大学病院で働く看護師の年収は、どのくらい?
病院には、その病院ごとにさまざまなな特徴があります。地方にある小さなクリニックなどでは、地域に密着していることが多く、異なる医療機関同士が連携して、患者さんの診療にあたるところなどもあります。また、医療施設である建物自体も小さく、看護師を含む、そこで勤務している従業員の人数も少ないところが多くみられます。一方、首都圏にある規模の大きい病院などでは、1000人以上もの多くの人々が勤務する大病院もあります。この大病院の中には、総合病院や大学病院があります。
大学病院とは、大学の付属施設である病院のことをいいます。一般の病院が「診療」を主にしている施設であるのに対し、大学病院は「診療」「教育」「研究」の3つの役割を担っています。医療機関のなかでは比較的特殊な施設ともいえるでしょう。学生や研修医の医学教育をしながら患者を治療する場所でもあるのです。大学に付属している病院なので、病院に勤務する医師の中には、大学教授の肩書も併せ持つ人もいます。大学の医学部あるいは歯学部の教育の一環として講義をすることもあります。このような教育機関ともなる大学病院があるからこそ、今ある医療のレベルが保たれ、日々進化していくということもいえるのではないでしょうか。なお、大学付属病院というのは、その大多数において、規模が大きいといえるでしょう。規模が大きいことに比例して、そこで働く看護師のお給料も高いようです。大学病院に勤める看護師は、看護師の給与や年収の平均値より高額になっていることが調査の結果ででています。
例えば、看護師の平均年収を比べてみてみましょう。女性の看護師で平均年収が474.9万円となっていますが、大規模な病院では女性の正看護師の年収が505.1万円となっています。この数字だけをみると、平均の年収がいいことがわかります。しかし、お給料がよい分、大きな大学病院などでは仕事内容もかなり重度なものだと言われています。また、従業員が多い分、看護師同士の人間関係なども複雑になる可能性が高くなるでしょう。しかし、大学病院などの規模が大きい病院は、お給料の面に関しては、もっとも待遇がよい医療施設と言えるでしょう。一方、夜勤などの勤務形態のハードさ、人間関係、規模が小さいクリニックにはない気遣いが必要になってくる場面も多いであろうことも念頭においておきましょう。また、大学付属病院では、その大学の卒業生が勤務する場合が非常に多い傾向にあります。

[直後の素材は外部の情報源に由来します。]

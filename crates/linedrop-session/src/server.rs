use std::io::{Read, Write};

use bytes::Bytes;
use linedrop_frame::{
    decode_line_count, FrameError, FrameWriter, LineReader, ResponseCode, LINE_COUNT_SIZE,
    SENTINEL_LINE_COUNT,
};
use linedrop_storage::{BatchSequence, Storage};
use linedrop_transport::{Connection, TcpSocket};
use tracing::{debug, info, warn};

use crate::error::{Result, SessionError};

/// Upper bound on the `Vec` preallocation for a declared line count.
/// The count itself is honored in full; only the initial reservation
/// is capped so a hostile header cannot demand gigabytes up front.
const MAX_PREALLOC_LINES: u32 = 1024;

/// What a finished server session observed.
#[derive(Debug, Clone, Copy, Default, PartialEq, Eq)]
pub struct SessionStats {
    /// Frames accepted and persisted.
    pub accepted: u64,
    /// Frames rejected by storage policy.
    pub rejected: u64,
}

/// Server side of one upload session.
///
/// Drives the sequence `AwaitingLineCount → ReadingLines → Responding`
/// per frame until the sentinel arrives, then answers `Q` and closes.
pub struct ServerSession<R, W> {
    reader: LineReader<R>,
    writer: FrameWriter<W>,
}

/// Accept the next connection and start a server session over it.
pub fn accept(socket: &TcpSocket) -> Result<ServerSession<Connection, Connection>> {
    let stream = socket.accept()?;
    let reader_half = stream.try_clone()?;
    Ok(ServerSession::from_parts(reader_half, stream))
}

impl<R: Read, W: Write> ServerSession<R, W> {
    /// Build a session from a read half and a write half of one
    /// accepted connection.
    pub fn from_parts(reader: R, writer: W) -> Self {
        Self {
            reader: LineReader::new(reader),
            writer: FrameWriter::new(writer),
        }
    }

    /// Run the session to completion.
    ///
    /// Every accepted frame is handed to `storage` under an index from
    /// the shared `sequence`. Returns the session's stats on a clean
    /// sentinel exchange; a peer that disappears before the sentinel
    /// yields [`SessionError::Disconnected`] instead, and the partial
    /// batch never reaches storage.
    pub fn run<S: Storage + ?Sized>(
        mut self,
        storage: &S,
        sequence: &BatchSequence,
    ) -> Result<SessionStats> {
        let mut stats = SessionStats::default();

        loop {
            let line_count = match self.read_line_count() {
                Ok(count) => count,
                Err(FrameError::ConnectionClosed) => {
                    return Err(SessionError::Disconnected(
                        "peer closed without sending the termination frame".into(),
                    ))
                }
                Err(err) => return Err(err.into()),
            };

            if line_count == SENTINEL_LINE_COUNT {
                // Termination short-circuits before any line reading.
                self.writer.write_response(ResponseCode::Quit)?;
                info!(
                    accepted = stats.accepted,
                    rejected = stats.rejected,
                    "session terminated cleanly"
                );
                return Ok(stats);
            }

            let lines = match self.read_lines(line_count) {
                Ok(lines) => lines,
                Err(FrameError::ConnectionClosed) => {
                    return Err(SessionError::Disconnected(format!(
                        "peer closed mid-frame ({line_count} lines declared)"
                    )))
                }
                Err(err) => return Err(err.into()),
            };

            match sequence.persist(storage, &lines)? {
                Some(batch_index) => {
                    debug!(batch_index, lines = lines.len(), "batch accepted");
                    stats.accepted += 1;
                    self.writer.write_response(ResponseCode::Accepted)?;
                }
                None => {
                    warn!(lines = lines.len(), "batch rejected by storage policy");
                    stats.rejected += 1;
                    self.writer.write_response(ResponseCode::Rejected)?;
                }
            }
        }
    }

    fn read_line_count(&mut self) -> linedrop_frame::Result<u32> {
        let header = self.reader.read_exactly(LINE_COUNT_SIZE)?;
        let mut bytes = [0u8; LINE_COUNT_SIZE];
        bytes.copy_from_slice(&header);
        Ok(decode_line_count(bytes))
    }

    fn read_lines(&mut self, line_count: u32) -> linedrop_frame::Result<Vec<Bytes>> {
        let mut lines = Vec::with_capacity(line_count.min(MAX_PREALLOC_LINES) as usize);
        for _ in 0..line_count {
            lines.push(self.reader.read_line()?);
        }
        Ok(lines)
    }
}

看護師として就職をする際、どんな医療機関を選ぶかは、できるだけ多くの情報を集めてから決めるといいでしょう。お給料の面で待遇がいいことも大事ですが、勤務の内容やその病院の特徴などを、あらゆる視点から調べることが大切です。そのなかで、自分に一番に合った医療機関をみつけ、自分が働きやすいと思える勤務先を探していくことで就職活動の成功につながるでしょう。